(Records supplied begins)
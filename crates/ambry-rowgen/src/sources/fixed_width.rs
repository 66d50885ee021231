//! Fixed-width text row source.

use std::fs::File;
use std::io::{BufRead, BufReader};
use std::path::{Path, PathBuf};

use crate::cell::{Cell, Row};
use crate::error::{Result, RowGenError};
use crate::sources::{LineCounter, RowSource};

/// Fixed-width text file row source
///
/// Each line is cut into columns of the configured widths, counted in
/// characters. Cells are trimmed; a line shorter than the layout yields
/// empty cells for the missing columns and text past the last column is
/// ignored.
pub struct FixedWidthSource {
    path: PathBuf,
    widths: Vec<usize>,
    reader: Option<BufReader<File>>,
    buffer: Vec<u8>,
    exhausted: bool,
    lines: LineCounter,
}

impl FixedWidthSource {
    /// Create a fixed-width source with the given column widths
    pub fn new(path: impl AsRef<Path>, widths: Vec<usize>) -> Result<Self> {
        let path = path.as_ref().to_path_buf();

        if !path.exists() {
            return Err(RowGenError::FileNotFound(path.display().to_string()));
        }
        if widths.is_empty() || widths.contains(&0) {
            return Err(RowGenError::InvalidSpec(
                "fixed-width columns need non-zero widths".to_string(),
            ));
        }

        Ok(Self {
            path,
            widths,
            reader: None,
            buffer: Vec::new(),
            exhausted: false,
            lines: LineCounter::default(),
        })
    }

    fn split_line(&self, line: &str) -> Row {
        let chars: Vec<char> = line.chars().collect();
        let mut start = 0;

        self.widths
            .iter()
            .map(|&width| {
                let end = (start + width).min(chars.len());
                let text: String = if start < end {
                    chars[start..end].iter().collect()
                } else {
                    String::new()
                };
                start += width;
                self.decode(Cell::from(text.trim()))
            })
            .collect()
    }
}

impl RowSource for FixedWidthSource {
    fn reset(&mut self) -> Result<()> {
        self.reader = Some(BufReader::new(File::open(&self.path)?));
        self.exhausted = false;
        self.lines.reset();
        Ok(())
    }

    fn next_row(&mut self) -> Result<Option<Row>> {
        if self.exhausted {
            return Ok(None);
        }

        if self.reader.is_none() {
            self.reset()?;
        }

        let Some(reader) = self.reader.as_mut() else {
            return Ok(None);
        };

        self.buffer.clear();
        if reader.read_until(b'\n', &mut self.buffer)? == 0 {
            self.reader = None;
            self.exhausted = true;
            return Ok(None);
        }

        let text = String::from_utf8_lossy(&self.buffer);
        let line = text.trim_end_matches(['\n', '\r']).to_string();

        self.lines.advance();
        Ok(Some(self.split_line(&line)))
    }

    fn line_number(&self) -> usize {
        self.lines.line_number()
    }

    fn describe(&self) -> String {
        self.path.display().to_string()
    }
}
(Records supplied ends)
◆ Required action
Establish how many lines of the material above hold the word "collect". Nothing but the count should be returned.

◆ Response below
3